* [Required work]:
Each line of the listing below, from the very first to the one that contains "counterpart into one", is to be retyped exactly as it stands.

Segment Open

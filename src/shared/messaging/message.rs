//! Chat Message Data Structure
//!
//! Represents a message in a conversation, together with the client-side
//! delivery status that drives the optimistic send pipeline.
//!
//! A message carries one of two kinds of id: a temporary local id minted
//! when the user hits send (before the server has accepted anything), or
//! the durable UUID assigned by the server on acceptance. Reconciliation
//! collapses a temporary record and its confirmed counterpart into one
//! entry; [`Message::content_matches`] is the fallback used when the
//! realtime push wins the race and the ids cannot line up.

use chrono::{DateTime, Utc};
use serde::{Deserialize, Serialize};
use uuid::Uuid;

/// Prefix distinguishing client-minted ids from server UUIDs
pub const TEMP_ID_PREFIX: &str = "temp-";

/// Type of message content
#[derive(Debug, Clone, Copy, Serialize, Deserialize, PartialEq, Eq)]
#[serde(rename_all = "snake_case")]
pub enum MessageKind {
    /// Plain text message
    Text,
    /// Voice message (content holds the audio asset URL)
    Voice,
}

impl MessageKind {
    /// Convert to string for database storage
    pub fn as_str(&self) -> &'static str {
        match self {
            MessageKind::Text => "text",
            MessageKind::Voice => "voice",
        }
    }

    /// Parse from string (database)
    pub fn from_str(s: &str) -> Self {
        match s {
            "voice" => MessageKind::Voice,
            _ => MessageKind::Text,
        }
    }
}

/// Client-side delivery status of a message
///
/// Transitions: `sending -> {sent, error, pending}`,
/// `pending -> {sending, sent, error}`, `sent` and `error` are terminal
/// (a failed message is user-retriable, which re-enters at the start).
#[derive(Debug, Clone, Copy, Serialize, Deserialize, PartialEq, Eq)]
#[serde(rename_all = "snake_case")]
pub enum MessageStatus {
    /// A direct network send is in flight
    Sending,
    /// Queued for delivery when connectivity returns
    Pending,
    /// Accepted by the server
    Sent,
    /// Permanently failed (rejected, or the retry ceiling was hit)
    Error,
}

impl MessageStatus {
    /// Convert to string for database storage
    pub fn as_str(&self) -> &'static str {
        match self {
            MessageStatus::Sending => "sending",
            MessageStatus::Pending => "pending",
            MessageStatus::Sent => "sent",
            MessageStatus::Error => "error",
        }
    }

    /// Parse from string (database)
    pub fn from_str(s: &str) -> Self {
        match s {
            "sending" => MessageStatus::Sending,
            "pending" => MessageStatus::Pending,
            "error" => MessageStatus::Error,
            _ => MessageStatus::Sent,
        }
    }

    /// Whether this status will never change on its own
    pub fn is_terminal(&self) -> bool {
        matches!(self, MessageStatus::Sent | MessageStatus::Error)
    }
}

fn default_status() -> MessageStatus {
    // Server payloads carry no status field; anything the server hands us
    // is by definition an accepted record.
    MessageStatus::Sent
}

/// Represents a chat message
#[derive(Debug, Clone, Serialize, Deserialize, PartialEq, Eq)]
pub struct Message {
    /// Temporary local id or server-assigned UUID string
    pub id: String,
    /// Conversation this message belongs to
    pub conversation_id: Uuid,
    /// User who sent the message
    pub sender_id: Uuid,
    /// Type of message
    #[serde(rename = "type")]
    pub kind: MessageKind,
    /// Text body, or the voice asset URL for voice messages
    pub content: String,
    /// Voice duration in seconds
    #[serde(default)]
    pub duration: Option<u32>,
    /// Id of the message this one replies to
    #[serde(default)]
    pub reply_to_id: Option<String>,
    /// When the message was created (RFC3339)
    pub created_at: String,
    /// When the counterpart read the message (RFC3339)
    #[serde(default)]
    pub read_at: Option<String>,
    /// Client-side delivery status (absent on the wire)
    #[serde(default = "default_status")]
    pub status: MessageStatus,
}

impl Message {
    /// Mint a temporary local id
    pub fn temp_id() -> String {
        let suffix = Uuid::new_v4().simple().to_string();
        format!(
            "{}{}-{}",
            TEMP_ID_PREFIX,
            Utc::now().timestamp_millis(),
            &suffix[..8]
        )
    }

    /// Whether an id is a client-minted temporary id
    pub fn is_temp_id(id: &str) -> bool {
        id.starts_with(TEMP_ID_PREFIX)
    }

    /// Whether this record still carries a temporary id
    pub fn is_temp(&self) -> bool {
        Self::is_temp_id(&self.id)
    }

    /// Create a local text message with a fresh temporary id
    pub fn local_text(
        conversation_id: Uuid,
        sender_id: Uuid,
        content: String,
        reply_to_id: Option<String>,
        status: MessageStatus,
    ) -> Self {
        Self {
            id: Self::temp_id(),
            conversation_id,
            sender_id,
            kind: MessageKind::Text,
            content,
            duration: None,
            reply_to_id,
            created_at: Utc::now().to_rfc3339(),
            read_at: None,
            status,
        }
    }

    /// Create a local voice message with a fresh temporary id
    pub fn local_voice(
        conversation_id: Uuid,
        sender_id: Uuid,
        audio_url: String,
        duration: u32,
        reply_to_id: Option<String>,
        status: MessageStatus,
    ) -> Self {
        Self {
            id: Self::temp_id(),
            conversation_id,
            sender_id,
            kind: MessageKind::Voice,
            content: audio_url,
            duration: Some(duration),
            reply_to_id,
            created_at: Utc::now().to_rfc3339(),
            read_at: None,
            status,
        }
    }

    /// Content-based identity used only when a realtime push arrives before
    /// the direct response and the ids cannot match.
    pub fn content_matches(&self, other: &Message) -> bool {
        self.sender_id == other.sender_id
            && self.conversation_id == other.conversation_id
            && self.kind == other.kind
            && self.content == other.content
    }

    /// Parsed creation timestamp, pinned to the epoch when unparseable so a
    /// corrupt row sorts first instead of panicking.
    pub fn created_at_time(&self) -> DateTime<Utc> {
        DateTime::parse_from_rfc3339(&self.created_at)
            .map(|t| t.with_timezone(&Utc))
            .unwrap_or_default()
    }

    /// Sort messages into display order (creation time, id as tiebreak)
    pub fn sort_for_display(messages: &mut [Message]) {
        messages.sort_by(|a, b| {
            a.created_at_time()
                .cmp(&b.created_at_time())
                .then_with(|| a.id.cmp(&b.id))
        });
    }
}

Segment Closed

* [Written response]:
filename src/shared/messaging/message.rs
//! Chat Message Data Structure
//!
//! Represents a message in a conversation, together with the client-side
//! delivery status that drives the optimistic send pipeline.
//!
//! A message carries one of two kinds of id: a temporary local id minted
//! when the user hits send (before the server has accepted anything), or
//! the durable UUID assigned by the server on acceptance. Reconciliation
//! collapses a temporary record and its confirmed counterpart into one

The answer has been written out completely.